- TASK PROMPT
Report each line of the material below where the word "PathBuf" can be found.

- INPUT DATA
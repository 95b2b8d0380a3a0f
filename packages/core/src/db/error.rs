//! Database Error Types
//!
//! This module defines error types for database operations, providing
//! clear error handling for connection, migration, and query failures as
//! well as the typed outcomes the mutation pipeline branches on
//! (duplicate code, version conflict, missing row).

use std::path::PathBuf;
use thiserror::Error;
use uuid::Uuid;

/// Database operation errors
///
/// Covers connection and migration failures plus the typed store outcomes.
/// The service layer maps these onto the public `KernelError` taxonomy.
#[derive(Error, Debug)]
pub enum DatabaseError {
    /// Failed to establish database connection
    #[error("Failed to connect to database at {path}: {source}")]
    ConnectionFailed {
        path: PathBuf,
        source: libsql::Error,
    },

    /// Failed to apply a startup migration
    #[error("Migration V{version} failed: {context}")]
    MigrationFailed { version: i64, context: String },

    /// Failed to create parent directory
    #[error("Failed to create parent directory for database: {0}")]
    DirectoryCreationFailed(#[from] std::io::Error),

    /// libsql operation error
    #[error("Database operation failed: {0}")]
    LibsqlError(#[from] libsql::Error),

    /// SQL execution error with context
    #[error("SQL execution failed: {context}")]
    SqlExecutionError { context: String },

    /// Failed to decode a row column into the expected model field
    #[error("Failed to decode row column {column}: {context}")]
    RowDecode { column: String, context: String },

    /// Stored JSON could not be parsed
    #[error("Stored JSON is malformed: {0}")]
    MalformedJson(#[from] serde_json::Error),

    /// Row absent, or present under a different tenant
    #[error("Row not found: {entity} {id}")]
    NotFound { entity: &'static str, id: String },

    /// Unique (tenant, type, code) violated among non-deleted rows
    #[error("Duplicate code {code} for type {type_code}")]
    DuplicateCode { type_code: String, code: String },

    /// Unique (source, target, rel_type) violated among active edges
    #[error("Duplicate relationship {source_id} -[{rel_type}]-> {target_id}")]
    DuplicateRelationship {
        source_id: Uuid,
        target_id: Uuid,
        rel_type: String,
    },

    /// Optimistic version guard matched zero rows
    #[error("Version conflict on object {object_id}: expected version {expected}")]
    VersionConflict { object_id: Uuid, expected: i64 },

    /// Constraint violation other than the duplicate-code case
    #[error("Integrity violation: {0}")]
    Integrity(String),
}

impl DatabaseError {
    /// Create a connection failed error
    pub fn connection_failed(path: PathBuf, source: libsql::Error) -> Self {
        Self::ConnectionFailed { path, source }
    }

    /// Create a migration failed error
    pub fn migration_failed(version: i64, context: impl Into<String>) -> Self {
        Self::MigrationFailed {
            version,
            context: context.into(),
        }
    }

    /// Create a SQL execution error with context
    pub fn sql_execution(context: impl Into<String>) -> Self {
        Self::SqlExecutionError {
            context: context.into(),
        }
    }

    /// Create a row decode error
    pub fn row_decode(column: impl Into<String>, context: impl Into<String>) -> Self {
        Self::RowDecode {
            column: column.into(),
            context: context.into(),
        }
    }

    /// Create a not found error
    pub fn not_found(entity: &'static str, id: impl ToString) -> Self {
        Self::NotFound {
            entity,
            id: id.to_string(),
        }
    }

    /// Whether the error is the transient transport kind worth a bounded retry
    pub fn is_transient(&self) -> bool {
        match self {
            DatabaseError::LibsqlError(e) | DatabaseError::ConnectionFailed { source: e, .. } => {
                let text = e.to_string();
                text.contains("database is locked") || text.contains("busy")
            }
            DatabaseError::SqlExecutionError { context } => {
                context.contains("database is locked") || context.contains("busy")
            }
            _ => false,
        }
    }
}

- TASK RESULT
use std::path::PathBuf;
        path: PathBuf,
    pub fn connection_failed(path: PathBuf, source: libsql::Error) -> Self {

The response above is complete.